Au dehors, de joyeux carillons remplissaient l’air de leurs vibrations ; et déjà les cornets à piston de l’orchestre villageois déroulaient des airs de valse ou faisaient sautiller une polka.

C’était vraiment une belle journée d’octobre.

Après le rôti, Jean, en sa qualité d’hôte, eut l’honneur de confectionner la salade. Très fier d’être traité en homme, il l’assaisonnait à la mode de Paris ; mais il dut sur les réclamations de l’assistance, ajouter au vinaigre un demi-verre de vin de Bordeaux : la salade n’en fut pas plus mauvaise, — au contraire.

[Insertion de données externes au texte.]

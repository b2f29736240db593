//! SQL execution primitives
//!
//! `query` returns rows as flat column-name -> JSON value maps; `execute`
//! returns affected-row counts. Each call borrows one connection for its
//! duration and returns it on every path, including errors.

use futures::{StreamExt, TryStreamExt};
use serde_json::{Map, Number, Value};
use sqlx::any::{AnyArguments, AnyRow};
use sqlx::query::Query;
use sqlx::{Any, Column, Connection, Row, ValueRef};

use crate::config::MutationPolicy;
use crate::error::Result;
use crate::pool::Pool;

/// One decoded result row
pub type RowMap = Map<String, Value>;

/// Runs statements against a pool it owns a handle to
#[derive(Debug, Clone)]
pub struct Executor {
    pool: Pool,
}

impl Executor {
    pub fn new(pool: Pool) -> Self {
        Self { pool }
    }

    pub fn pool(&self) -> &Pool {
        &self.pool
    }

    pub fn mutation_policy(&self) -> MutationPolicy {
        self.pool.mutation_policy()
    }

    /// Run a select and decode every row.
    ///
    /// With `limit = Some(n)` at most `n` rows are fetched from the cursor.
    pub async fn query(&self, sql: &str, args: &[Value], limit: Option<usize>) -> Result<Vec<RowMap>> {
        tracing::debug!("SQL: {}", sql);

        let mut conn = self.pool.acquire().await?;
        let query = bind_values(sqlx::query(sql), args);

        let rows: Vec<AnyRow> = match limit {
            Some(n) => query.fetch(&mut *conn).take(n).try_collect().await?,
            None => query.fetch_all(&mut *conn).await?,
        };

        tracing::info!("rows returned: {}", rows.len());

        rows.iter()
            .map(|row| row_to_map(row).map_err(Into::into))
            .collect()
    }

    /// Run a mutation using the pool's default autocommit mode.
    pub async fn execute(&self, sql: &str, args: &[Value]) -> Result<u64> {
        self.execute_with(sql, args, self.pool.autocommit()).await
    }

    /// Run a mutation.
    ///
    /// With `autocommit = false` the statement runs inside an explicit
    /// transaction that is committed on success and rolled back on failure.
    pub async fn execute_with(&self, sql: &str, args: &[Value], autocommit: bool) -> Result<u64> {
        tracing::debug!("SQL: {}", sql);

        let mut conn = self.pool.acquire().await?;

        if autocommit {
            let result = bind_values(sqlx::query(sql), args)
                .execute(&mut *conn)
                .await?;
            return Ok(result.rows_affected());
        }

        let mut tx = Connection::begin(&mut *conn).await?;
        match bind_values(sqlx::query(sql), args).execute(&mut *tx).await {
            Ok(result) => {
                tx.commit().await?;
                Ok(result.rows_affected())
            }
            Err(e) => {
                if let Err(rollback_err) = tx.rollback().await {
                    tracing::error!("rollback failed: {}", rollback_err);
                }
                Err(e.into())
            }
        }
    }
}

fn bind_values<'q>(
    mut query: Query<'q, Any, AnyArguments<'q>>,
    args: &[Value],
) -> Query<'q, Any, AnyArguments<'q>> {
    for arg in args {
        query = match arg {
            Value::Null => query.bind(None::<String>),
            Value::Bool(b) => query.bind(*b),
            Value::Number(n) => match n.as_i64() {
                Some(i) => query.bind(i),
                None => query.bind(n.as_f64().unwrap_or_default()),
            },
            Value::String(s) => query.bind(s.clone()),
            other => query.bind(other.to_string()),
        };
    }
    query
}

/// Convert a driver row into a flat JSON map
fn row_to_map(row: &AnyRow) -> std::result::Result<RowMap, sqlx::Error> {
    let mut map = Map::with_capacity(row.len());

    for column in row.columns() {
        let idx = column.ordinal();
        let value = if row.try_get_raw(idx)?.is_null() {
            Value::Null
        } else if let Ok(v) = row.try_get::<bool, _>(idx) {
            Value::Bool(v)
        } else if let Ok(v) = row.try_get::<i64, _>(idx) {
            Value::from(v)
        } else if let Ok(v) = row.try_get::<i32, _>(idx) {
            Value::from(v)
        } else if let Ok(v) = row.try_get::<i16, _>(idx) {
            Value::from(v)
        } else if let Ok(v) = row.try_get::<f64, _>(idx) {
            Number::from_f64(v).map(Value::Number).unwrap_or(Value::Null)
        } else if let Ok(v) = row.try_get::<f32, _>(idx) {
            Number::from_f64(f64::from(v))
                .map(Value::Number)
                .unwrap_or(Value::Null)
        } else if let Ok(v) = row.try_get::<String, _>(idx) {
            Value::String(v)
        } else if let Ok(v) = row.try_get::<Vec<u8>, _>(idx) {
            Value::String(String::from_utf8_lossy(&v).into_owned())
        } else {
            return Err(sqlx::Error::ColumnDecode {
                index: column.name().to_owned(),
                source: "unsupported column type".into(),
            });
        };

        map.insert(column.name().to_owned(), value);
    }

    Ok(map)
}

#[cfg(test)]
mod tests {
    use super::*;
    use crate::config::DatabaseConfig;
    use crate::error::OrmError;
    use serde_json::json;

    async fn executor() -> Executor {
        // One connection keeps every statement on the same in-memory database.
        let config = DatabaseConfig {
            max_pool_size: 1,
            ..DatabaseConfig::from_url("sqlite::memory:")
        };
        let db = Executor::new(Pool::create(&config).await.unwrap());
        db.execute(
            "create table `t` (`id` bigint primary key, `label` varchar(20), `score` real)",
            &[],
        )
        .await
        .unwrap();
        db
    }

    #[tokio::test]
    async fn query_decodes_rows_as_maps() {
        let db = executor().await;
        let inserted = db
            .execute(
                "insert into `t` (`label`, `score`, `id`) values (?, ?, ?)",
                &[json!("alpha"), json!(1.5), json!(1)],
            )
            .await
            .unwrap();
        assert_eq!(inserted, 1);

        let rows = db.query("select * from `t`", &[], None).await.unwrap();
        assert_eq!(rows.len(), 1);
        assert_eq!(rows[0]["id"], json!(1));
        assert_eq!(rows[0]["label"], json!("alpha"));
        assert_eq!(rows[0]["score"], json!(1.5));
    }

    #[tokio::test]
    async fn limit_caps_fetched_rows() {
        let db = executor().await;
        for id in 1..=5 {
            db.execute("insert into `t` (`id`) values (?)", &[json!(id)])
                .await
                .unwrap();
        }

        let rows = db
            .query("select `id` from `t` order by `id`", &[], Some(2))
            .await
            .unwrap();
        assert_eq!(rows.len(), 2);
        assert_eq!(rows[1]["id"], json!(2));
        assert_eq!(rows[0]["id"], json!(1));
    }

    #[tokio::test]
    async fn null_values_round_trip() {
        let db = executor().await;
        db.execute(
            "insert into `t` (`id`, `label`) values (?, ?)",
            &[json!(7), Value::Null],
        )
        .await
        .unwrap();

        let rows = db
            .query("select `label` from `t` where `id`=?", &[json!(7)], None)
            .await
            .unwrap();
        assert_eq!(rows[0]["label"], Value::Null);
    }

    #[tokio::test]
    async fn failed_transaction_rolls_back() {
        let db = executor().await;
        db.execute("insert into `t` (`id`) values (?)", &[json!(1)])
            .await
            .unwrap();

        // Second tuple collides with the existing key mid-statement.
        let err = db
            .execute_with(
                "insert into `t` (`id`) values (?), (?)",
                &[json!(2), json!(1)],
                false,
            )
            .await
            .unwrap_err();
        assert!(matches!(err, OrmError::Query { .. }));

        let rows = db.query("select `id` from `t`", &[], None).await.unwrap();
        assert_eq!(rows.len(), 1, "no partial row may survive the rollback");
    }

    #[tokio::test]
    async fn committed_transaction_is_visible() {
        let db = executor().await;
        let affected = db
            .execute_with(
                "insert into `t` (`id`) values (?), (?)",
                &[json!(1), json!(2)],
                false,
            )
            .await
            .unwrap();
        assert_eq!(affected, 2);

        let rows = db.query("select `id` from `t`", &[], None).await.unwrap();
        assert_eq!(rows.len(), 2);
    }

    #[tokio::test]
    async fn driver_errors_surface_as_query_errors() {
        let db = executor().await;
        let err = db
            .query("select * from `missing_table`", &[], None)
            .await
            .unwrap_err();
        assert!(matches!(err, OrmError::Query { .. }));
    }
}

Cependant au village une rumeur s’élevait ; des propos s’échangeaient sur le seuil des portes ; chacun questionnait et personne ne semblait prêt à donner la raison d’être dans le pays d’un personnage énigmatique absolument inconnu, sans parenté avouable, et qui semblait fourvoyé au milieu de la ducasse.

Cet intrus, bien planté sur ses deux pieds, avait un air rébarbatif et bonasse tout à la fois, une trogne enluminée ; un regard provocateur. On l’eut dit capable de vider sa bourse pour régaler le premier venu, mais d’humeur, aussi, à vaincre à coups de poing toute résistance opposée à ses politesses.

À la faible distance de Dunkerque et de Calais où se trouve Bambecque, on n’est pas, au village, sans avoir une idée de la tenue d’un marin. Il fut donc décidé, après quelques commentaires égarés et paroles perdues, que l’étranger devait être un marin venu à la ducasse en quête de distractions orageuses, — un vrai trouble-fête…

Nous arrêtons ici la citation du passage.